**EXERCISE OBJECTIVE**
Collect from the data below each line with "order".

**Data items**
//! Startup orchestration.
//!
//! # Responsibilities
//! - Compose the route container IO stack from configuration
//! - Build the router over it and load the container once
//!
//! # Design Decisions
//! - Fail fast: a route file error at startup is fatal
//! - The cache is owned here and shared by `Arc` with the IO, the watcher
//!   and the CLI

use std::sync::Arc;

use crate::config::RoutingConfig;
use crate::io::{CachedRouteContainerIo, ParserRouteContainerIo, RouteCache, RouteContainerIo};
use crate::routing::{Router, RouterError};

/// The composed routing components.
#[derive(Debug, Clone)]
pub struct RoutingStack {
    pub router: Arc<Router>,
    pub parser: Arc<ParserRouteContainerIo>,
    pub cache: Option<CachedRouteContainerIo>,
}

/// Compose parser, optional cache and router; nothing is read yet.
pub fn build_routing(config: &RoutingConfig) -> RoutingStack {
    let parser = Arc::new(ParserRouteContainerIo::new(config.layout()));

    let cache = config.cache_enabled.then(|| {
        CachedRouteContainerIo::new(parser.clone(), Arc::new(RouteCache::new(&config.cache_file)))
    });
    let io: Arc<dyn RouteContainerIo> = match &cache {
        Some(cached) => Arc::new(cached.clone()),
        None => parser.clone(),
    };

    RoutingStack {
        router: Arc::new(Router::new(io)),
        parser,
        cache,
    }
}

impl RoutingStack {
    /// Load the container now instead of on the first request.
    pub fn preload(&self) -> Result<usize, RouterError> {
        let container = self.router.container()?;
        tracing::info!(
            routes = container.len(),
            aliases = container.aliases().count(),
            cached = self.cache.is_some(),
            "Routing ready"
        );
        Ok(container.len())
    }

    pub fn route_cache(&self) -> Option<Arc<RouteCache>> {
        self.cache.as_ref().map(|cached| cached.cache().clone())
    }
}
//! Route matching logic.
//!
//! # Responsibilities
//! - Resolve aliases for the requested path (forced aliases first)
//! - Collect every route whose template and base URL match the path
//! - Rank candidates and pick the first one allowing the method
//! - Report method-not-allowed with the union of allowed methods
//!
//! # Design Decisions
//! - Candidates are ranked by literal segment count (descending), then
//!   non-dynamic before dynamic, then base-URL-constrained before
//!   unconstrained, then registration order
//! - A fully literal route therefore never loses to a placeholder route
//! - The best-ranked candidate allowing the method wins; method-not-allowed
//!   is only the answer when no candidate allows it
//! - Matching is pure: no state is touched and no error is possible

use std::collections::BTreeSet;
use std::sync::Arc;

use crate::routing::container::RouteContainer;
use crate::routing::path::RequestPath;
use crate::routing::result::{RouteMatch, RouterResult};
use crate::routing::route::Route;

/// A route whose template matched the request path.
struct Candidate<'a> {
    route: &'a Arc<Route>,
    values: Vec<&'a str>,
    literals: usize,
    order: usize,
}

impl RouteContainer {
    /// Route a request.
    ///
    /// `base_url` is the base URL the request came in on; it is stripped from
    /// `path` when present there and compared against route base URL
    /// constraints.
    pub fn route(&self, method: &str, path: &str, base_url: &str) -> RouterResult {
        let method = method.trim().to_ascii_uppercase();
        let request = RequestPath::parse(path, base_url);
        let base_url = base_url.trim_end_matches('/');

        let mut fallback_alias = None;
        if let Some(alias) = self.alias_by_alias(request.as_str()) {
            if alias.is_forced() {
                tracing::trace!(path = %request.as_str(), target = %alias.path(), "Forced alias matched");
                return RouterResult::Alias(alias.clone());
            }
            fallback_alias = Some(alias.clone());
        }

        let candidates = self.candidates(&request, base_url);
        if candidates.is_empty() {
            return match fallback_alias {
                Some(alias) => {
                    tracing::trace!(path = %request.as_str(), target = %alias.path(), "Alias matched");
                    RouterResult::Alias(alias)
                }
                None => {
                    tracing::trace!(path = %request.as_str(), "No route matched");
                    RouterResult::Empty
                }
            };
        }

        if let Some(candidate) = candidates.iter().find(|c| c.route.allows_method(&method)) {
            tracing::trace!(
                method = %method,
                path = %request.as_str(),
                route = %candidate.route,
                "Route matched"
            );
            let surplus = request.segments()[candidate.route.template().segments().len()..].to_vec();
            return RouterResult::Route(RouteMatch::new(
                candidate.route.clone(),
                candidate.values.clone(),
                surplus,
            ));
        }

        let allowed: BTreeSet<String> = candidates
            .iter()
            .flat_map(|c| c.route.allowed_methods().iter().cloned())
            .collect();
        tracing::trace!(method = %method, path = %request.as_str(), allowed = ?allowed, "Method not allowed");
        RouterResult::MethodNotAllowed(allowed)
    }

    fn candidates<'a>(&'a self, request: &'a RequestPath, base_url: &str) -> Vec<Candidate<'a>> {
        let mut candidates: Vec<Candidate<'a>> = self
            .routes()
            .iter()
            .enumerate()
            .filter(|(_, route)| route.base_url().map_or(true, |base| base == base_url))
            .filter_map(|(order, route)| {
                route
                    .template()
                    .match_segments(request.segments(), route.is_dynamic())
                    .map(|values| Candidate {
                        route,
                        values,
                        literals: route.template().literal_count(),
                        order,
                    })
            })
            .collect();

        candidates.sort_by(|a, b| {
            b.literals
                .cmp(&a.literals)
                .then(a.route.is_dynamic().cmp(&b.route.is_dynamic()))
                .then(b.route.base_url().is_some().cmp(&a.route.base_url().is_some()))
                .then(a.order.cmp(&b.order))
        });
        candidates
    }
}
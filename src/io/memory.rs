//! In-memory route container IOs.

use std::sync::{Mutex, PoisonError};

use crate::io::error::IoError;
use crate::io::RouteContainerIo;
use crate::routing::RouteContainer;

/// Holds the container in process memory; writes replace it.
#[derive(Debug, Default)]
pub struct MemoryRouteContainerIo {
    container: Mutex<RouteContainer>,
}

impl MemoryRouteContainerIo {
    pub fn new(container: RouteContainer) -> Self {
        Self {
            container: Mutex::new(container),
        }
    }
}

impl RouteContainerIo for MemoryRouteContainerIo {
    fn name(&self) -> &'static str {
        "memory"
    }

    fn route_container(&self) -> Result<RouteContainer, IoError> {
        Ok(self.container.lock().unwrap_or_else(PoisonError::into_inner).clone())
    }

    fn set_route_container(&self, container: &RouteContainer) -> Result<(), IoError> {
        *self.container.lock().unwrap_or_else(PoisonError::into_inner) = container.clone();
        Ok(())
    }
}

/// Serves a fixed container and refuses writes.
#[derive(Debug, Clone, Default)]
pub struct StaticRouteContainerIo {
    container: RouteContainer,
}

impl StaticRouteContainerIo {
    pub fn new(container: RouteContainer) -> Self {
        Self { container }
    }
}

impl RouteContainerIo for StaticRouteContainerIo {
    fn name(&self) -> &'static str {
        "static"
    }

    fn route_container(&self) -> Result<RouteContainer, IoError> {
        Ok(self.container.clone())
    }

    fn set_route_container(&self, _container: &RouteContainer) -> Result<(), IoError> {
        Err(IoError::ReadOnly(self.name().to_string()))
    }

    fn accepts_writes(&self) -> bool {
        false
    }
}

**RESULT FOR THIS TASK**
//!   unconstrained, then registration order
    order: usize,
            .filter_map(|(order, route)| {
                        order,
                .then(a.order.cmp(&b.order))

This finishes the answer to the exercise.